Do collagen supplements work?

The first point we need to make is that creams containing collagen are unlikely to work, because collagen molecules are way too large to pass through the skin barrier. So you can stop thinking about buying expensive creams that promise to deliver extra collagen to the lower layers of your skin.3

Collagen supplements that you swallow are a different approach and there’s some encouraging evidence to suggest they might be effective.

In a study in the Journal of Medical Nutrition and Nutraceuticals, participants drank a mixture containing vitamins, minerals, hydrolyzed collagen and hyaluronic acid. Compared with the control group, the women who drank this treatment reduced the depth of their wrinkles significantly. The participants' skin hydration and elasticity also improved. [5]

A similar study in the journal Skin Pharmacology and Physiology looked at the effects of collagen supplements for female skin. In this study, participants took either a collagen supplement or placebo for eight weeks. After those eight weeks, the women who took the supplement had higher elasticity and moisture levels.

Before you buy a collagen supplement, read the manufacturer’s product information to see if they have studies backing up their promised results. You’ll potentially be taking the supplement for a long time, so buy a brand with a good reputation for quality and safety.

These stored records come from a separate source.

//! Value objects for compact relay configuration.

use serde::{Deserialize, Serialize};
use shared_types::TransactionRef;
use thiserror::Error;

/// Misbehaviour score at which a peer is banned and disconnected.
pub const BAN_SCORE: u32 = 100;

/// Configuration validation failure.
#[derive(Debug, Clone, PartialEq, Error)]
pub enum ConfigError {
    #[error("{field} must be greater than zero")]
    Zero { field: &'static str },

    #[error("rerequest_threshold must be a positive finite number, got {0}")]
    InvalidThreshold(f64),

    #[error("rerequest_decay_window_secs must be at least 2, got {0}")]
    DecayWindowTooShort(u64),
}

/// Misbehaviour scores applied to peers.
#[derive(Clone, Debug, PartialEq, Eq, Serialize, Deserialize)]
#[serde(default)]
pub struct PenaltyScores {
    /// Structurally invalid compact block, re-request or response.
    pub malformed: u32,
    /// Unsolicited announcement, non-capable peer, excessive re-requests.
    pub protocol_violation: u32,
    /// Header fails contextual checks.
    pub invalid_header: u32,
    /// Re-request for a block we have not indexed yet.
    pub premature_request: u32,
    /// Reconstructed block repeats a transaction id.
    pub duplicate_txids: u32,
    /// Re-request response with no session, from an untrusted peer.
    pub unsolicited_response: u32,
}

impl Default for PenaltyScores {
    fn default() -> Self {
        Self {
            malformed: BAN_SCORE,
            protocol_violation: BAN_SCORE,
            invalid_header: BAN_SCORE,
            premature_request: 20,
            duplicate_txids: 10,
            unsolicited_response: 10,
        }
    }
}

/// Compact relay configuration.
#[derive(Clone, Debug, PartialEq, Serialize, Deserialize)]
#[serde(default)]
pub struct RelayConfig {
    /// Compact block relay on/off.
    pub enabled: bool,
    /// Largest block accepted, in bytes.
    pub max_block_size: u64,
    /// Largest message = multiplier × block size.
    pub message_size_multiplier: u64,
    /// Smallest plausible serialized transaction. Heuristic, tune per platform.
    pub min_tx_size: u64,
    /// Bytes charged per transaction held by a session.
    pub tx_ref_footprint: u64,
    /// Explicit global byte ceiling, replacing the derived one.
    pub memory_ceiling_override: Option<u64>,
    /// Decaying re-request count above which requests are refused.
    pub rerequest_threshold: f64,
    /// Decay per second is `1 - 1/window`.
    pub rerequest_decay_window_secs: u64,
    /// Off for test networks where peers re-request freely.
    pub rerequest_limit_enabled: bool,
    /// Rolling statistics window in ms.
    pub stats_window_ms: u64,
    pub penalties: PenaltyScores,
}

impl Default for RelayConfig {
    fn default() -> Self {
        Self {
            enabled: true,
            max_block_size: 32_000_000,
            message_size_multiplier: 2,
            min_tx_size: 158,
            tx_ref_footprint: std::mem::size_of::<TransactionRef>() as u64,
            memory_ceiling_override: None,
            rerequest_threshold: 20.0,
            rerequest_decay_window_secs: 600,
            rerequest_limit_enabled: true,
            stats_window_ms: 24 * 60 * 60 * 1000,
            penalties: PenaltyScores::default(),
        }
    }
}

impl RelayConfig {
    /// Global byte ceiling for all sessions together.
    ///
    /// Derived as the largest possible transaction count (largest message
    /// over smallest transaction) times the per-transaction charge.
    pub fn memory_ceiling(&self) -> u64 {
        self.memory_ceiling_override.unwrap_or_else(|| {
            let max_message = self
                .message_size_multiplier
                .saturating_mul(self.max_block_size);
            self.tx_ref_footprint.saturating_mul(max_message) / self.min_tx_size.max(1)
        })
    }

    /// Per-second decay factor of the re-request counter.
    pub fn rerequest_decay(&self) -> f64 {
        1.0 - 1.0 / self.rerequest_decay_window_secs as f64
    }

    pub fn validate(&self) -> Result<(), ConfigError> {
        let positive = [
            ("max_block_size", self.max_block_size),
            ("message_size_multiplier", self.message_size_multiplier),
            ("min_tx_size", self.min_tx_size),
            ("tx_ref_footprint", self.tx_ref_footprint),
            ("stats_window_ms", self.stats_window_ms),
        ];
        for (field, value) in positive {
            if value == 0 {
                return Err(ConfigError::Zero { field });
            }
        }
        if self.memory_ceiling_override == Some(0) {
            return Err(ConfigError::Zero {
                field: "memory_ceiling_override",
            });
        }
        if !self.rerequest_threshold.is_finite() || self.rerequest_threshold <= 0.0 {
            return Err(ConfigError::InvalidThreshold(self.rerequest_threshold));
        }
        if self.rerequest_decay_window_secs < 2 {
            return Err(ConfigError::DecayWindowTooShort(
                self.rerequest_decay_window_secs,
            ));
        }
        Ok(())
    }

    pub fn with_enabled(mut self, enabled: bool) -> Self {
        self.enabled = enabled;
        self
    }

    pub fn with_memory_ceiling(mut self, bytes: u64) -> Self {
        self.memory_ceiling_override = Some(bytes);
        self
    }

    pub fn with_rerequest_limit(mut self, threshold: f64, decay_window_secs: u64) -> Self {
        self.rerequest_threshold = threshold;
        self.rerequest_decay_window_secs = decay_window_secs;
        self
    }

    pub fn with_rerequest_limit_enabled(mut self, enabled: bool) -> Self {
        self.rerequest_limit_enabled = enabled;
        self
    }

    pub fn with_stats_window_ms(mut self, window_ms: u64) -> Self {
        self.stats_window_ms = window_ms;
        self
    }
}

#[cfg(test)]
mod tests {
    use super::*;

    #[test]
    fn test_relay_config_defaults() {
        let config = RelayConfig::default();
        assert!(config.enabled);
        assert_eq!(config.rerequest_threshold, 20.0);
        assert_eq!(config.penalties.premature_request, 20);
        assert!(config.validate().is_ok());
    }

    #[test]
    fn test_memory_ceiling_formula() {
        let config = RelayConfig {
            tx_ref_footprint: 8,
            ..Default::default()
        };
        assert_eq!(config.memory_ceiling(), 8 * 2 * 32_000_000 / 158);
        assert_eq!(config.with_memory_ceiling(1_000).memory_ceiling(), 1_000);
    }

    #[test]
    fn test_decay_factor() {
        let config = RelayConfig::default();
        assert!((config.rerequest_decay() - (1.0 - 1.0 / 600.0)).abs() < f64::EPSILON);
    }

    #[test]
    fn test_validate_rejects_bad_values() {
        let zero_tx = RelayConfig {
            min_tx_size: 0,
            ..Default::default()
        };
        assert_eq!(
            zero_tx.validate(),
            Err(ConfigError::Zero {
                field: "min_tx_size"
            })
        );

        let nan = RelayConfig::default().with_rerequest_limit(f64::NAN, 600);
        assert!(matches!(
            nan.validate(),
            Err(ConfigError::InvalidThreshold(_))
        ));

        let short = RelayConfig::default().with_rerequest_limit(20.0, 1);
        assert_eq!(short.validate(), Err(ConfigError::DecayWindowTooShort(1)));

        let zero_ceiling = RelayConfig::default().with_memory_ceiling(0);
        assert!(zero_ceiling.validate().is_err());
    }

    #[test]
    fn test_config_deserializes_partial_json() {
        let config: RelayConfig =
            serde_json::from_str(r#"{"enabled": false, "penalties": {"duplicate_txids": 5}}"#)
                .unwrap();
        assert!(!config.enabled);
        assert_eq!(config.penalties.duplicate_txids, 5);
        assert_eq!(config.penalties.malformed, BAN_SCORE);
        assert_eq!(config.max_block_size, 32_000_000);
    }
}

What else can you do to reduce collagen breakdown?

Apart from living a healthy life by avoiding smoking, shunning sugar and using sunscreen, there are other strategies that can help with your mission to stay looking young:

- Laser therapy can stimulate the growth of collagen and elastin.

- Injected skin fillers can improve the contours of the skin, fill in wrinkles and plump out depressions. But you’ll need to get your wrinkles filled again and again, because the fillers eventually get reabsorbed.

- Specific dietary supplements can help by supporting collagen production, namely:

    • Proline, which is in egg whites, meat, cheese, soy and cabbage.
    • Anthocyanidins, found in blackberries, blueberries, cherries and raspberries.
    • Vitamin C, found in many fresh fruit and veges.
    • Copper, from shellfish, nuts and red meat.
    • Vitamin A, which is found in many fruit and vegetables as beta-carotene.